You don't need sophisticated equipment to determine temperatures very roughly; just look at the sky with your own eyes.


Credit & Copyright: Juan Carlos Casado


Credit and Copyright: Akira Fuji

Red stars are cool (temperatures below 4500 K), and blue or blueish white stars are hot (temperatures above 9000 K).

Chemical Composition

People have long known that the stars are far, far away; in the nineteeth century, astronomers finally measured the distances to a few nearby stars with reasonable accuracy. The results were so large -- thousand of trillions of miles -- that most people figured we'd never be able to visit them or learn much about them. After all, we can't go to a star, grab a sample, and bring it back to earth; all we can do is look at light from the star. In fact, at least one prominent philosopher and scientist went on the record as saying that we'd never be able to figure out their compositions.

Of all objects, the planets are those which appear to us under the least varied aspect.
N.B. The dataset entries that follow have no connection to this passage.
//! Numeric aliases and concrete solver types for the optimizer.
//!
//! Keeping `ndarray` and argmin generics behind these names lets the rest of
//! the crate talk about `Theta`, `Grad`, and `Hessian` without repeating the
//! backend's type parameters.
use argmin::solver::{
    linesearch::{HagerZhangLineSearch, MoreThuenteLineSearch},
    quasinewton::LBFGS,
};
use ndarray::{Array1, Array2};
use std::collections::HashMap;

/// Unconstrained parameter vector seen by the solver.
pub type Theta = Array1<f64>;

/// Gradient with the same length as [`Theta`].
pub type Grad = Array1<f64>;

/// Dense `k × k` second-derivative matrix.
pub type Hessian = Array2<f64>;

/// Scalar objective value.
pub type Cost = f64;

/// argmin evaluation counters keyed by name (`"cost_count"`, ...).
pub type FnEvalMap = HashMap<String, u64>;

/// L-BFGS history length used when options leave it unset.
pub const DEFAULT_LBFGS_MEM: usize = 7;

pub type HagerZhangLS = HagerZhangLineSearch<Theta, Grad, Cost>;
pub type MoreThuenteLS = MoreThuenteLineSearch<Theta, Grad, Cost>;
pub type LbfgsHagerZhang = LBFGS<HagerZhangLS, Theta, Grad, Cost>;
pub type LbfgsMoreThuente = LBFGS<MoreThuenteLS, Theta, Grad, Cost>;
We see how we may determine their forms, their distances, their bulk, and their motions, but we can never known anything of their chemical or mineralogical structure; and, much less, that of organized beings living on their surface ...

(Comte refers to the planets in the quotation above; he believes that we can learn even less about the stars)

But, it turns out, light from the star encodes a wealth of information about the physical state of its outer atmosphere. Light is produced in the inner regions of a star and works its way out to the "surface" -- which is really a part of the gaseous atmosphere called the photosphere. Photons produced in the photosphere have a good chance to escape outwards into space and, eventually, reach us. As photons fly through the outermost layers of the stellar atmosphere, however, they may be absorbed by atoms or ions in those outer layers. The absorption lines produced by these outermost layers of the star tell us a lot about the chemical compositition, temperature, and other features of the star.

For the details, read Sections 7.2 through 7.4 in your textbook.

There are a LOT of features in stellar spectra, if you look close enough. Here's a teeny section of the solar spectrum, from wavelength 6800 to 6820 Angstroms. First I show it in "photographic" form, with dark lines on a bright background, as you would see if you looked into a spectrograph yourself. Below is a graph showing intensity as a function of wavelength. Note how many lines can be measured and identified, even in this teeny section.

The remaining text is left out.